Deputi Akses Permodalan Badan Ekonomi Kreatif (Bekraf), Fadjar Hutomo, menuturkan, persoalan pembiayaan masih menjadi kendala lantaran mayoritas subsektor industri kreatif bersifat intangible atau tak terlihat. Perbankan menjadi sulit mengukur nilai jaminan untuk bisa memberikan kredit.

"Apa yang dibutuhkan untuk permodalan startup adalah equity financing, cold money (investasi jangka panjang). Makanya, yang harus dilakukan adalah ya kita (Bekraf) secara gradual dan progresif, melakukan perubahan kepada masyarakat yang masih menggunakan pemikiran bisnis yang saving society ke investing society," tuturnya kepada VIVA.co.id di Balai Kartini, Jakarta, Selasa 19 September 2017.

Ia menjelaskan, subsektor industri kreatif yang dimaksud bisa meliputi fesyen, kerajinan, periklanan, kuliner, arsitektur, desain, pasar barang seni, video, film, fotografi. Selanjutnya, permainan interaktif, musik, seni pertunjukan, penerbitan dan percetakan, layanan komputer dan piranti lunak, radio dan televisi, serta riset pengembangan.

Fadjar menyebutkan, beberapa sumber pendanaan untuk membantu pembiayaan industri ekonomi kreatif biasanya datang dari dana perbankan, karena 90 persen lebih dana masyarakat tersimpan di sana. Kedua, dari pemodal ventura (venture capital).

Ia mengatakan, potensi industri ekonomi kreatif Indonesia, seperti startup telah ada yang menarik perhatian pemodal ventura asing untuk investasi. Menurutnya, itu menjadi indikasi pemodal ventura dapat menjadi salah satu sumber modal yang dapat mendorong perkembangan industri ekonomi kreatif.

"Pada saat mulai, 90 persen (pelaku ekonomi kreatif) dipastikan pakai modal sendiri. Setelah itu, biasanya mereka mencari angel investor, bisa dari lingkungan terdekat seperti orang tua, teman, saudara, dan sebagainya. Atau bisa jadi dapat modal dari event, kemudian bertemu dengan venture capital di sana," katanya.

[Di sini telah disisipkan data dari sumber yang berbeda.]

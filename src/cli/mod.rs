//! CLI argument definitions for hubdeck.

use crate::browser::Tab;
use crate::models::{Priority, TaskFilter, TaskStatus, Theme, ViewMode};
use clap::{Parser, Subcommand};
use std::path::PathBuf;

/// hubdeck - Browse GitHub repositories, keep an offline task list and
/// manage a network-first response cache.
#[derive(Parser, Debug)]
#[command(name = "hd")]
#[command(author, version, about = "GitHub repository browser, offline task manager and response cache", long_about = None)]
pub struct Cli {
    /// Output in human-readable format instead of JSON
    #[arg(short = 'H', long = "human", global = true)]
    pub human_readable: bool,

    /// GitHub API base URL (overrides HD_API_BASE and config.kdl)
    #[arg(long, global = true)]
    pub api_base: Option<String>,

    #[command(subcommand)]
    pub command: Option<Commands>,
}

/// Top-level commands
#[derive(Subcommand, Debug)]
pub enum Commands {
    /// Repository browser commands
    Repo {
        #[command(subcommand)]
        command: RepoCommands,
    },

    /// Task manager commands
    Task {
        #[command(subcommand)]
        command: TaskCommands,
    },

    /// Offline response cache commands
    Cache {
        /// Origin used to resolve relative URLs (overrides HD_CACHE_ORIGIN and config.kdl)
        #[arg(long, global = true)]
        origin: Option<String>,

        #[command(subcommand)]
        command: CacheCommands,
    },

    /// Theme preference
    Theme {
        #[command(subcommand)]
        command: ThemeCommands,
    },

    /// Configuration commands
    Config {
        #[command(subcommand)]
        command: ConfigCommands,
    },
}

/// Repository browser subcommands
#[derive(Subcommand, Debug)]
pub enum RepoCommands {
    /// Validate a GitHub token and store it
    Connect {
        /// Personal access token
        token: String,
    },

    /// Forget the stored token and the browsing session
    Disconnect,

    /// Show connection and browsing state
    Status,

    /// Search repositories by popularity
    Search {
        /// Search query
        query: String,
    },

    /// Select a repository and list its root
    Open {
        /// Repository as owner/name
        full_name: String,
    },

    /// List the current directory
    Ls,

    /// Enter a directory of the current listing (`..` goes up)
    Cd {
        /// Directory name
        dir: String,
    },

    /// Go up one directory
    Up,

    /// Print a file from the current listing
    Cat {
        /// File name
        name: String,
    },

    /// Show a repository tab (files, commits, branches, issues, pulls)
    Tab {
        /// Tab name
        tab: Tab,
    },

    /// Show the archive URL of the current branch, optionally saving it
    Download {
        /// Directory to save the archive into
        #[arg(short, long)]
        output: Option<PathBuf>,
    },

    /// Reload the current repository from scratch
    Refresh,
}

/// Task subcommands
#[derive(Subcommand, Debug)]
pub enum TaskCommands {
    /// Add a task
    Add {
        /// Task description
        text: String,

        /// Priority (high, medium, low); defaults to the configured priority
        #[arg(short, long)]
        priority: Option<Priority>,
    },

    /// Toggle a task between done and to do
    Toggle {
        /// Task ID
        id: String,
    },

    /// Edit a task
    Edit {
        /// Task ID
        id: String,

        /// New description
        #[arg(long)]
        text: Option<String>,

        /// New priority
        #[arg(short, long)]
        priority: Option<Priority>,

        /// New status (todo, progress, done)
        #[arg(short, long)]
        status: Option<TaskStatus>,
    },

    /// Delete a task
    Rm {
        /// Task ID
        id: String,

        /// Skip the confirmation prompt
        #[arg(short, long)]
        yes: bool,
    },

    /// List tasks
    List {
        /// Filter (all, pending, completed, high, medium, low)
        #[arg(short, long, default_value = "all")]
        filter: TaskFilter,

        /// Layout (list, board)
        #[arg(short, long, default_value = "list")]
        view: ViewMode,
    },

    /// Synchronize tasks
    Sync,
}

/// Cache subcommands
#[derive(Subcommand, Debug)]
pub enum CacheCommands {
    /// Fetch the asset manifest into the current cache generation
    Install,

    /// Fetch a URL, network first with cache fallback
    Fetch {
        /// Absolute URL or origin-relative path
        url: String,

        /// Treat the request as a page navigation
        #[arg(long)]
        navigate: bool,

        /// Print the response body instead of a summary
        #[arg(long)]
        body: bool,
    },

    /// Delete every cache generation except the current one
    Activate,

    /// List cache generations and their entries
    List,

    /// Deliver a background sync event
    SyncEvent {
        /// Sync tag
        #[arg(default_value = crate::cache::BACKGROUND_SYNC_TAG)]
        tag: String,
    },
}

/// Theme subcommands
#[derive(Subcommand, Debug)]
pub enum ThemeCommands {
    /// Show the current theme
    Get,

    /// Set the theme (light, dark)
    Set {
        /// Theme name
        theme: Theme,
    },

    /// Switch between light and dark
    Toggle,
}

/// Configuration subcommands
#[derive(Subcommand, Debug)]
pub enum ConfigCommands {
    /// Show resolved configuration with value sources
    Show,

    /// Set a value in config.kdl
    Set {
        /// Configuration key
        key: String,
        /// Configuration value
        value: String,
    },
}

#[cfg(test)]
mod tests {
    use super::*;
    use clap::CommandFactory;

    #[test]
    fn test_cli_definition_is_valid() {
        Cli::command().debug_assert();
    }

    #[test]
    fn test_parse_task_add_with_priority() {
        let cli = Cli::parse_from(["hd", "task", "add", "Buy milk", "-p", "low"]);
        match cli.command {
            Some(Commands::Task {
                command: TaskCommands::Add { text, priority },
            }) => {
                assert_eq!(text, "Buy milk");
                assert_eq!(priority, Some(Priority::Low));
            }
            other => panic!("unexpected parse: {:?}", other),
        }
    }

    #[test]
    fn test_parse_cache_origin_after_subcommand() {
        let cli = Cli::parse_from([
            "hd",
            "-H",
            "cache",
            "fetch",
            "/app.js",
            "--origin",
            "http://localhost:8080",
        ]);
        assert!(cli.human_readable);
        match cli.command {
            Some(Commands::Cache {
                origin,
                command: CacheCommands::Fetch { url, navigate, .. },
            }) => {
                assert_eq!(origin.as_deref(), Some("http://localhost:8080"));
                assert_eq!(url, "/app.js");
                assert!(!navigate);
            }
            other => panic!("unexpected parse: {:?}", other),
        }
    }

    #[test]
    fn test_parse_rejects_unknown_tab() {
        assert!(Cli::try_parse_from(["hd", "repo", "tab", "wiki"]).is_err());
    }
}
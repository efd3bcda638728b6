//! Cache generation storage.
//!
//! A generation is a named set of URL-keyed responses. Generations are
//! listed in creation order, which is also the order lookups across all
//! generations search them.

use super::Response;
use crate::Result;
use rusqlite::{Connection, OptionalExtension, params};
use std::collections::BTreeMap;
use std::fs;
use std::path::Path;

/// Trait for response cache backends.
pub trait CacheStorage {
    /// Create the generation if it does not exist yet.
    fn open(&mut self, name: &str) -> Result<()>;

    /// Store `response` under `url` in generation `name`, replacing any previous entry.
    fn put(&mut self, name: &str, url: &str, response: &Response) -> Result<()>;

    /// Look up `url` in one generation.
    fn match_in(&self, name: &str, url: &str) -> Result<Option<Response>>;

    /// Look up `url` in every generation, oldest first.
    fn match_any(&self, url: &str) -> Result<Option<Response>> {
        for name in self.keys()? {
            if let Some(response) = self.match_in(&name, url)? {
                return Ok(Some(response));
            }
        }
        Ok(None)
    }

    /// Generation names in creation order.
    fn keys(&self) -> Result<Vec<String>>;

    /// Delete a generation and all of its entries. Returns whether it existed.
    fn delete(&mut self, name: &str) -> Result<bool>;

    /// URLs stored in a generation.
    fn urls(&self, name: &str) -> Result<Vec<String>>;
}

/// Process-local cache storage.
#[derive(Debug, Default)]
pub struct MemoryCacheStorage {
    generations: Vec<(String, BTreeMap<String, Response>)>,
}

impl MemoryCacheStorage {
    pub fn new() -> Self {
        Self::default()
    }

    fn generation(&self, name: &str) -> Option<&BTreeMap<String, Response>> {
        self.generations
            .iter()
            .find(|(n, _)| n == name)
            .map(|(_, entries)| entries)
    }
}

impl CacheStorage for MemoryCacheStorage {
    fn open(&mut self, name: &str) -> Result<()> {
        if self.generation(name).is_none() {
            self.generations.push((name.to_string(), BTreeMap::new()));
        }
        Ok(())
    }

    fn put(&mut self, name: &str, url: &str, response: &Response) -> Result<()> {
        self.open(name)?;
        if let Some((_, entries)) = self.generations.iter_mut().find(|(n, _)| n == name) {
            entries.insert(url.to_string(), response.clone());
        }
        Ok(())
    }

    fn match_in(&self, name: &str, url: &str) -> Result<Option<Response>> {
        Ok(self.generation(name).and_then(|g| g.get(url).cloned()))
    }

    fn keys(&self) -> Result<Vec<String>> {
        Ok(self.generations.iter().map(|(n, _)| n.clone()).collect())
    }

    fn delete(&mut self, name: &str) -> Result<bool> {
        let before = self.generations.len();
        self.generations.retain(|(n, _)| n != name);
        Ok(self.generations.len() != before)
    }

    fn urls(&self, name: &str) -> Result<Vec<String>> {
        Ok(self
            .generation(name)
            .map(|g| g.keys().cloned().collect())
            .unwrap_or_default())
    }
}

const CACHE_DB_FILE: &str = "cache.db";

/// SQLite-backed cache storage.
pub struct SqliteCacheStorage {
    conn: Connection,
}

impl SqliteCacheStorage {
    /// Open (creating if needed) `cache.db` inside `root`.
    pub fn open_in(root: &Path) -> Result<Self> {
        fs::create_dir_all(root)?;
        let conn = Connection::open(root.join(CACHE_DB_FILE))?;
        Self::init_schema(&conn)?;
        Ok(Self { conn })
    }

    /// Open an in-memory database (tests).
    pub fn in_memory() -> Result<Self> {
        let conn = Connection::open_in_memory()?;
        Self::init_schema(&conn)?;
        Ok(Self { conn })
    }

    fn init_schema(conn: &Connection) -> Result<()> {
        conn.execute_batch(
            r#"
            CREATE TABLE IF NOT EXISTS generations (
                seq INTEGER PRIMARY KEY AUTOINCREMENT,
                name TEXT NOT NULL UNIQUE,
                created_at TEXT NOT NULL
            );

            CREATE TABLE IF NOT EXISTS entries (
                generation TEXT NOT NULL,
                url TEXT NOT NULL,
                status INTEGER NOT NULL,
                headers TEXT NOT NULL,
                body BLOB NOT NULL,
                stored_at TEXT NOT NULL,
                PRIMARY KEY (generation, url)
            );
            "#,
        )?;
        Ok(())
    }
}

impl CacheStorage for SqliteCacheStorage {
    fn open(&mut self, name: &str) -> Result<()> {
        self.conn.execute(
            "INSERT OR IGNORE INTO generations (name, created_at) VALUES (?1, ?2)",
            params![name, chrono::Utc::now().to_rfc3339()],
        )?;
        Ok(())
    }

    fn put(&mut self, name: &str, url: &str, response: &Response) -> Result<()> {
        self.open(name)?;
        let headers = serde_json::to_string(&response.headers)?;
        self.conn.execute(
            "INSERT OR REPLACE INTO entries (generation, url, status, headers, body, stored_at)
             VALUES (?1, ?2, ?3, ?4, ?5, ?6)",
            params![
                name,
                url,
                response.status,
                headers,
                response.body,
                chrono::Utc::now().to_rfc3339()
            ],
        )?;
        Ok(())
    }

    fn match_in(&self, name: &str, url: &str) -> Result<Option<Response>> {
        let row = self
            .conn
            .query_row(
                "SELECT status, headers, body FROM entries WHERE generation = ?1 AND url = ?2",
                params![name, url],
                |row| {
                    Ok((
                        row.get::<_, u16>(0)?,
                        row.get::<_, String>(1)?,
                        row.get::<_, Vec<u8>>(2)?,
                    ))
                },
            )
            .optional()?;

        match row {
            Some((status, headers, body)) => Ok(Some(Response {
                status,
                headers: serde_json::from_str(&headers)?,
                body,
            })),
            None => Ok(None),
        }
    }

    fn keys(&self) -> Result<Vec<String>> {
        let mut stmt = self
            .conn
            .prepare("SELECT name FROM generations ORDER BY seq")?;
        let names = stmt
            .query_map([], |row| row.get(0))?
            .collect::<std::result::Result<Vec<String>, _>>()?;
        Ok(names)
    }

    fn delete(&mut self, name: &str) -> Result<bool> {
        let tx = self.conn.transaction()?;
        tx.execute("DELETE FROM entries WHERE generation = ?1", [name])?;
        let removed = tx.execute("DELETE FROM generations WHERE name = ?1", [name])?;
        tx.commit()?;
        Ok(removed > 0)
    }

    fn urls(&self, name: &str) -> Result<Vec<String>> {
        let mut stmt = self
            .conn
            .prepare("SELECT url FROM entries WHERE generation = ?1 ORDER BY url")?;
        let urls = stmt
            .query_map([name], |row| row.get(0))?
            .collect::<std::result::Result<Vec<String>, _>>()?;
        Ok(urls)
    }
}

Fadjar menjelaskan equity financing atau investasi jangka panjang bisa berasal dari angel investor, pemodal ventura, filantropi atau crowdfunding atau urun dana.

“Modal pembiayaan seperti ini yang harus diperbanyak di Indonesia," ujarnya.

Fadjar mengakui akan mengupayakan adanya bantuan pembiayaan dari pemerintah melalui Anggaran Pendapatan dan Belanja Negara (APBN) untuk startup. (one)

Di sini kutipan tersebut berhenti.